Chromatin and Transcription Transitions of Mammalian Adult Germline Stem Cells and Spermatogenesis

Adult germline stem cells (AGSCs) self-renew (Thy1(+) enriched) or commit to gametogenesis (Kit(+) enriched). To better understand how chromatin regulates AGSC biology and gametogenesis, we derived stage-specific high-resolution profiles of DNA methylation, 5hmC, histone modifications/variants, and RNA-seq in AGSCs and during spermatogenesis. First, we define striking signaling and transcriptional differences between AGSC types, involving key self-renewal and proliferation pathways.
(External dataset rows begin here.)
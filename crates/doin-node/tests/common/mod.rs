//! Shared fixtures for node integration tests.
#![allow(dead_code)]

use doin_crypto::{merkle_root, Keypair};
use doin_node::plugins::{builtin, GenerateSynthetic, Infer, PluginRegistry, SyntheticData};
use doin_node::worker::EvaluationResult;
use doin_node::DoinNode;
use doin_network::Envelope;
use doin_types::{
    Block, BlockHeader, Digest, Domain, DoinParams, PeerId, PluginHandles, Result, Transaction,
};
use std::sync::{Arc, Mutex};
use tokio::sync::mpsc;

pub fn test_params() -> DoinParams {
    DoinParams {
        target_block_time_seconds: 1.0,
        confirmation_depth: 2,
        quorum_min_evaluators: 1,
        quorum_max_evaluators: 5,
        quorum_fraction: 0.67,
        quorum_tolerance: 0.15,
        commit_reveal_window_blocks: 4,
        voting_timeout_blocks: 2,
        epoch_length_blocks: 10,
        claim_timeout_seconds: 5,
        ..DoinParams::default()
    }
}

pub fn quadratic_domain() -> Domain {
    Domain {
        id: "quadratic".to_string(),
        name: "Quadratic fit".to_string(),
        description: String::new(),
        performance_metric: "mse".to_string(),
        higher_is_better: false,
        weight: 1.0,
        tolerance: 0.15,
        dimension_bounds: None,
        plugins: PluginHandles {
            optimize: "quadratic_optimize".to_string(),
            infer: "quadratic_infer".to_string(),
            generate_synthetic: Some("quadratic_synth".to_string()),
        },
    }
}

/// Evaluator returning a script-controlled metric, so tests can steer quorum
/// outcomes precisely.
pub struct ScriptedEvaluator {
    pub metric: Arc<Mutex<f64>>,
}

impl Infer for ScriptedEvaluator {
    fn evaluate(&self, _parameters: &[u8], _data: &SyntheticData) -> Result<f64> {
        Ok(*self.metric.lock().unwrap())
    }
}

struct TinySynthesizer;

impl GenerateSynthetic for TinySynthesizer {
    fn generate(&self, seed: u64, _samples: usize) -> Result<SyntheticData> {
        Ok(SyntheticData {
            seed,
            samples: vec![vec![0.5]],
        })
    }
}

pub struct TestNode {
    pub node: DoinNode,
    pub worker_rx: mpsc::UnboundedReceiver<EvaluationResult>,
    pub peer_id: PeerId,
}

/// Build a node. `scripted_metric` installs a controllable evaluator.
pub fn make_node(
    name: &str,
    roles: &[&str],
    params: DoinParams,
    scripted_metric: Option<Arc<Mutex<f64>>>,
) -> TestNode {
    let keypair = Keypair::generate();
    let peer_id = keypair.peer_id();

    let mut registry = PluginRegistry::new();
    let mut set = builtin::quadratic_plugin_set();
    if let Some(metric) = scripted_metric {
        set.infer = Arc::new(ScriptedEvaluator { metric });
        set.generate_synthetic = Arc::new(TinySynthesizer);
    }
    registry.register("quadratic", set);

    let (node, worker_rx) = DoinNode::new(
        name,
        keypair,
        params,
        vec![quadratic_domain()],
        registry,
        roles.iter().map(|s| s.to_string()).collect(),
        None,
        None,
    )
    .expect("node construction");

    TestNode {
        node,
        worker_rx,
        peer_id,
    }
}

/// Deliver envelope batches between two nodes until both outboxes drain.
/// Flood dedup guarantees termination.
pub async fn exchange(a: &TestNode, b: &TestNode, from_a: Vec<Envelope>, from_b: Vec<Envelope>) {
    let mut to_b = from_a;
    let mut to_a = from_b;
    loop {
        let mut next_to_a = Vec::new();
        for envelope in to_b.drain(..) {
            next_to_a.extend(
                b.node
                    .handle_envelope(&envelope, Some(a.peer_id))
                    .await
                    .expect("envelope handling"),
            );
        }
        let mut next_to_b = Vec::new();
        for envelope in to_a.drain(..) {
            next_to_b.extend(
                a.node
                    .handle_envelope(&envelope, Some(b.peer_id))
                    .await
                    .expect("envelope handling"),
            );
        }
        if next_to_a.is_empty() && next_to_b.is_empty() {
            return;
        }
        to_a = next_to_a;
        to_b = next_to_b;
    }
}

/// Introduce two nodes to each other (discovery + status handshake).
pub async fn connect(a: &TestNode, b: &TestNode) {
    let hello = a.node.discovery_envelope().await.expect("discovery");
    exchange(a, b, vec![hello], Vec::new()).await;
}

/// Hand-build a valid child block, bypassing the threshold (tests drive the
/// chain shape directly).
pub fn build_block(parent: &Block, transactions: Vec<Transaction>, generator: u8) -> Block {
    let leaves: Vec<Digest> = transactions.iter().map(|tx| tx.hash()).collect();
    let header = BlockHeader {
        index: parent.index() + 1,
        previous_hash: parent.hash,
        timestamp: parent.header.timestamp + chrono::Duration::seconds(1),
        merkle_root: merkle_root(&leaves),
        generator_id: PeerId::from_bytes([generator; 32]),
        threshold_used: 1.0,
    };
    Block::new(header, transactions)
}

/// A valid ACCEPTED_OPTIMA transaction with a chosen effective increment.
pub fn accepted_optima_tx(effective_increment: f64, tag: u8) -> Transaction {
    use doin_crypto::commitment_hash;
    use doin_types::{ExperimentMeta, Optima, OptimaId, OptimaStatus};

    let parameters = vec![tag, tag + 1];
    let nonce = vec![tag];
    let mut optima = Optima::new_committed(
        OptimaId::new(),
        "quadratic".to_string(),
        PeerId::from_bytes([42u8; 32]),
        commitment_hash(&parameters, &nonce),
        -100.0,
        chrono::Utc::now(),
    );
    optima.parameters = Some(parameters);
    optima.nonce = Some(nonce);
    optima.status = OptimaStatus::Accepted;

    Transaction::AcceptedOptima {
        optima,
        effective_increment,
        reward_fraction: 1.0,
        experiment_meta: ExperimentMeta {
            optimization_seed: 7,
            median_verified: -100.0,
            quorum_size: 1,
        },
    }
}

/// Announce a block to a node as if a peer generated it; returns the
/// envelopes the node wants to broadcast in response.
pub async fn announce_block(
    target: &TestNode,
    block: &Block,
    sender: &Keypair,
) -> Vec<Envelope> {
    use doin_network::{BlockAnnouncementPayload, Payload};
    let payload = Payload::BlockAnnouncement(BlockAnnouncementPayload {
        index: block.index(),
        block_hash: block.hash,
        previous_hash: block.previous_hash(),
        generator_id: sender.peer_id(),
        transaction_count: block.transactions.len() as u32,
        threshold_used: block.header.threshold_used,
        block: block.clone(),
    });
    let envelope = Envelope::seal(&payload, sender, 2).expect("seal announcement");
    target
        .node
        .handle_envelope(&envelope, Some(sender.peer_id()))
        .await
        .expect("announcement handling")
}
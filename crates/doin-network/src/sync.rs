//! Block sync handshake.
//!
//! On connect, or on a block announcement more than one ahead of the local
//! tip, nodes exchange `ChainStatus` and request missing ranges in bounded
//! batches. Received blocks are validated by the chain store before they are
//! appended; this module only plans requests and assembles responses.

use crate::messages::{BlockRequestPayload, BlockResponsePayload, ChainStatusPayload};
use doin_types::Block;
use tracing::debug;

#[derive(Debug, Clone, Copy, PartialEq, Eq)]
pub enum SyncState {
    Idle,
    /// Catching up toward a known remote height.
    Syncing { target_height: u64 },
}

pub struct SyncManager {
    max_blocks_per_response: usize,
    state: SyncState,
}

impl SyncManager {
    pub fn new(max_blocks_per_response: usize) -> Self {
        Self {
            max_blocks_per_response: max_blocks_per_response.max(1),
            state: SyncState::Idle,
        }
    }

    pub fn state(&self) -> SyncState {
        self.state
    }

    pub fn is_syncing(&self) -> bool {
        matches!(self.state, SyncState::Syncing { .. })
    }

    /// Decide whether a peer's status warrants a block request.
    pub fn plan_request(
        &mut self,
        local_height: u64,
        status: &ChainStatusPayload,
    ) -> Option<BlockRequestPayload> {
        if status.height <= local_height {
            if let SyncState::Syncing { target_height } = self.state {
                if local_height >= target_height {
                    self.state = SyncState::Idle;
                }
            }
            return None;
        }

        let from = local_height + 1;
        let to = status
            .height
            .min(from + self.max_blocks_per_response as u64 - 1);
        self.state = SyncState::Syncing {
            target_height: status.height,
        };
        debug!(from, to, remote = status.height, "Sync request planned");
        Some(BlockRequestPayload { from, to })
    }

    /// Next batch toward the current sync target, if any remains.
    pub fn continue_request(&mut self, local_height: u64) -> Option<BlockRequestPayload> {
        match self.state {
            SyncState::Syncing { target_height } if target_height > local_height => {
                let from = local_height + 1;
                let to = target_height.min(from + self.max_blocks_per_response as u64 - 1);
                Some(BlockRequestPayload { from, to })
            }
            _ => None,
        }
    }

    /// Assemble a response for a peer's request, capped at the batch limit.
    /// `blocks` must be the canonical blocks covering the requested range.
    pub fn build_response(&self, blocks: Vec<Block>, local_height: u64) -> BlockResponsePayload {
        let capped: Vec<Block> = blocks.into_iter().take(self.max_blocks_per_response).collect();
        let has_more = capped
            .last()
            .map(|b| b.index() < local_height)
            .unwrap_or(false);
        BlockResponsePayload {
            blocks: capped,
            has_more,
        }
    }

    /// Note progress after validated blocks were appended. Returns true if
    /// the sync target has been reached.
    pub fn on_blocks_applied(&mut self, new_local_height: u64) -> bool {
        match self.state {
            SyncState::Syncing { target_height } if new_local_height >= target_height => {
                self.state = SyncState::Idle;
                true
            }
            SyncState::Idle => true,
            _ => false,
        }
    }
}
Second, key pluripotency factors (e. g., Nanog) are silent in AGSCs and bear particular chromatin/DNAme attributes that may poise'' them for reactivation after fertilization. Third, AGSCs display chromatin poising/bivalency'' of enhancers and promoters for embryonic transcription factors. Remarkably, gametogenesis occurs without significant changes in DNAme and instead involves transcription of DNA-methylated promoters bearing high RNAPol2, H3K9ac, H3K4me3, low CG content, and (often) 5hmC. Furthermore, key findings were confirmed in human sperm. Here, we reveal AGSC signaling asymmetries and chromatin/DNAme strategies in AGSCs to poise key transcription factors and to activate DNA-methylated promoters during gametogenesis.